→ **Task prompt**: Report back every line below that carries the word "static".

→ **Information**:
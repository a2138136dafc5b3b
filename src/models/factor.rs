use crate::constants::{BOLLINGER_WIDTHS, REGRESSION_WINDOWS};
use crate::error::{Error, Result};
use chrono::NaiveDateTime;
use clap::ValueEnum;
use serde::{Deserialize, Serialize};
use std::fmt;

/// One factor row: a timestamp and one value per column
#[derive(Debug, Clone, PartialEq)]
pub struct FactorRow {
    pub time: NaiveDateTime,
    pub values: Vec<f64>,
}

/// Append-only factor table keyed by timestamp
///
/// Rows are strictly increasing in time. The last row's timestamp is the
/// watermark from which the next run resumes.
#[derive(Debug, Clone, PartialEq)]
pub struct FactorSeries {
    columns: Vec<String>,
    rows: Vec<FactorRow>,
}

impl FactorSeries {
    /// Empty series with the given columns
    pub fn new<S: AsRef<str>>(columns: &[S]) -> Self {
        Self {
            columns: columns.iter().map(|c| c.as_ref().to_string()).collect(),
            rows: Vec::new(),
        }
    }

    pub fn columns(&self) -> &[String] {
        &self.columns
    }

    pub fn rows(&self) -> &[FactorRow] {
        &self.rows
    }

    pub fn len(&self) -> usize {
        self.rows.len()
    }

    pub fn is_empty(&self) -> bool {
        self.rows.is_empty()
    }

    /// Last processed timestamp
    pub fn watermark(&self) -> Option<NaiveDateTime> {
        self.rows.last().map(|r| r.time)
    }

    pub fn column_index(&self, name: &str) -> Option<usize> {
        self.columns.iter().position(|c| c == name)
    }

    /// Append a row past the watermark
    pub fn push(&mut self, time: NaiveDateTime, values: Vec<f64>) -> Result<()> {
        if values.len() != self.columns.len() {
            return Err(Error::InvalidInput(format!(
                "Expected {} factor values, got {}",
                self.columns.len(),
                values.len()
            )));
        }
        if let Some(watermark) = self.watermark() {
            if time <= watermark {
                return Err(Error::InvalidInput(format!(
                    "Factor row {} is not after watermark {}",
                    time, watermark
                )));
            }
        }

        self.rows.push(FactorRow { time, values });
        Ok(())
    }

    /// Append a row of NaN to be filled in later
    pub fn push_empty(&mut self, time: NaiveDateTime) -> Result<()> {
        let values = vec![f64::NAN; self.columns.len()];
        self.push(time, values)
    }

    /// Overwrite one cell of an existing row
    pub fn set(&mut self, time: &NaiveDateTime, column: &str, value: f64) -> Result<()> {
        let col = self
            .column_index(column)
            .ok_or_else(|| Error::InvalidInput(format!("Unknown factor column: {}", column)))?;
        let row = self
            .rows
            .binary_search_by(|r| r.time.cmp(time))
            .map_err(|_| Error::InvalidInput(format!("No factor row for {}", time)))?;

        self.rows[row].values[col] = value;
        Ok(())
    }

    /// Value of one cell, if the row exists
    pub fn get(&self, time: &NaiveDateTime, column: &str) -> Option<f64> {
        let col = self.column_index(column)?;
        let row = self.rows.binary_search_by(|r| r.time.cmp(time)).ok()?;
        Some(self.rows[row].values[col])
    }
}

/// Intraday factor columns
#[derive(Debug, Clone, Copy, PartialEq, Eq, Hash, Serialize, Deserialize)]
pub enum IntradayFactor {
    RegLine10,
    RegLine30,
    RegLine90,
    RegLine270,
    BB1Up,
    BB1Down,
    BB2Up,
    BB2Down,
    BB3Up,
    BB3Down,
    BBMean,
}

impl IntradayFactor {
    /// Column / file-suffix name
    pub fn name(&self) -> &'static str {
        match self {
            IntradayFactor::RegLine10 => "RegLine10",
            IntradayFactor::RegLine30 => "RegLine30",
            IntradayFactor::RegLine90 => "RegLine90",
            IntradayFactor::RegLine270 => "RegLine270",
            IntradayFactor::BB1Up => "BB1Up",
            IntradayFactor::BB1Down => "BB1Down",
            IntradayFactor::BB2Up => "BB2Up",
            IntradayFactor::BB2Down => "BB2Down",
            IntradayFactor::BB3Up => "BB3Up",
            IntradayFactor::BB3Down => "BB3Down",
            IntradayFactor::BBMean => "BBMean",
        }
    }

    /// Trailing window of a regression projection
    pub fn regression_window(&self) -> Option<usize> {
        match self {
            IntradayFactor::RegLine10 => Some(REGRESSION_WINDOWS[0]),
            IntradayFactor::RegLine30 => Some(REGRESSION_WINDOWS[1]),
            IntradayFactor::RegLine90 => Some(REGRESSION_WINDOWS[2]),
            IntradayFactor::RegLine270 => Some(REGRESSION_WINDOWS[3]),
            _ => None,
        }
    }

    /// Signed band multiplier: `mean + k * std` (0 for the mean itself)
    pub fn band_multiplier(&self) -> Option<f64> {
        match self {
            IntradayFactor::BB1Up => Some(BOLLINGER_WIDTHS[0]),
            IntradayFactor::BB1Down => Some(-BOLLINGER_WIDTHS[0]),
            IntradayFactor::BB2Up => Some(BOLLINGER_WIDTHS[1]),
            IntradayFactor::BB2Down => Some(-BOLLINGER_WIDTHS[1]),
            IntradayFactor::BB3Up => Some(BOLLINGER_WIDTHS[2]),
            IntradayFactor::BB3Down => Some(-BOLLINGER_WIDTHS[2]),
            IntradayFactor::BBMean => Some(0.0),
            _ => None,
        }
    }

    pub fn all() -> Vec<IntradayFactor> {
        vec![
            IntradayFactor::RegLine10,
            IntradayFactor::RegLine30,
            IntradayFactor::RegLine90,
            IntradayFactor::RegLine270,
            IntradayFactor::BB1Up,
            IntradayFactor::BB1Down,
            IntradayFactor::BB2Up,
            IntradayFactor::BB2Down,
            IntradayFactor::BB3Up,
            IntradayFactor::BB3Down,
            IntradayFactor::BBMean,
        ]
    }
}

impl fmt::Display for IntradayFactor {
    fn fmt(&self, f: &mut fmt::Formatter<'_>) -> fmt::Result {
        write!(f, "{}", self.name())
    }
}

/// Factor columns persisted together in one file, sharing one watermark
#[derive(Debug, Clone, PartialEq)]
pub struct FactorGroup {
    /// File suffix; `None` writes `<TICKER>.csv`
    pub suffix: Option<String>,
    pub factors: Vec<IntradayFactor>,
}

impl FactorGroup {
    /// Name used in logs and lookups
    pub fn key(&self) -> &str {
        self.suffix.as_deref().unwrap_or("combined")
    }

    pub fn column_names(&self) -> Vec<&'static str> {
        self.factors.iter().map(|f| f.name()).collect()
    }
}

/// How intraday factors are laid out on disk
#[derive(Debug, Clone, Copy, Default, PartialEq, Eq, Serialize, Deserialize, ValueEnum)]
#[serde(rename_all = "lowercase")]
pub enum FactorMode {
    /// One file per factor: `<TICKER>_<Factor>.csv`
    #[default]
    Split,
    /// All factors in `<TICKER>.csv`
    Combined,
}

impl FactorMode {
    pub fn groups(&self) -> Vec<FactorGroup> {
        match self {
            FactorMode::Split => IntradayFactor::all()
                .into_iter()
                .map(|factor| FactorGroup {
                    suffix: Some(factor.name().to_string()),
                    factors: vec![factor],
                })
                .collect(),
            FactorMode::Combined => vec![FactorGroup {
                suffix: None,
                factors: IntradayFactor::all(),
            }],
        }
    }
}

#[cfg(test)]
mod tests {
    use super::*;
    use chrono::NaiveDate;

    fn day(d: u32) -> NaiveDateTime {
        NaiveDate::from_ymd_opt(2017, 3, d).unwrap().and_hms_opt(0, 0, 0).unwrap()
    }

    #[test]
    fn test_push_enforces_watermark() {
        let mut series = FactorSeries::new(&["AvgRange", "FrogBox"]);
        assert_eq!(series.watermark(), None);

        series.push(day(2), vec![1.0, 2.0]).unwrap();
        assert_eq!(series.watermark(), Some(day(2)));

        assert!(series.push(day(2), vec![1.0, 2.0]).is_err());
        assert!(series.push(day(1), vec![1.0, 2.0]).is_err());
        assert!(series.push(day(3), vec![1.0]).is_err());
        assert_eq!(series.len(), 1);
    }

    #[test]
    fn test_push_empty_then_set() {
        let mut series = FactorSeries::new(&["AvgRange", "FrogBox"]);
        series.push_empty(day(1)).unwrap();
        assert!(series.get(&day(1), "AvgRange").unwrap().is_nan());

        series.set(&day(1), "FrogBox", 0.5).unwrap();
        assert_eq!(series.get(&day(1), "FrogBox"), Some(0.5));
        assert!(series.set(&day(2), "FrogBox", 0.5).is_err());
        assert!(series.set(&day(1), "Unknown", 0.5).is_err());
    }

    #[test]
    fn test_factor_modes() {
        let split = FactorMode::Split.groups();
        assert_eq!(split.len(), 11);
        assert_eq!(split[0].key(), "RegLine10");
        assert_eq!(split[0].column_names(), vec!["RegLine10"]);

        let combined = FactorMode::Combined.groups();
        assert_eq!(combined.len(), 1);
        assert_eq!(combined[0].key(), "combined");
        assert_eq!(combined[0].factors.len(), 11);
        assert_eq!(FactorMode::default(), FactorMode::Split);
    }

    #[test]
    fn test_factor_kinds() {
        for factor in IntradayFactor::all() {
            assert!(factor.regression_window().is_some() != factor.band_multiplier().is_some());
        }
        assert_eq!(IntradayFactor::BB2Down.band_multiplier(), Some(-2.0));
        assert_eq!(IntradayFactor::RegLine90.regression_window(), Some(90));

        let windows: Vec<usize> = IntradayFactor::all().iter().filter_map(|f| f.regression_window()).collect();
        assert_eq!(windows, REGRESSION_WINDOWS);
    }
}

→ **Task output**:
    pub fn name(&self) -> &'static str {
    pub fn column_names(&self) -> Vec<&'static str> {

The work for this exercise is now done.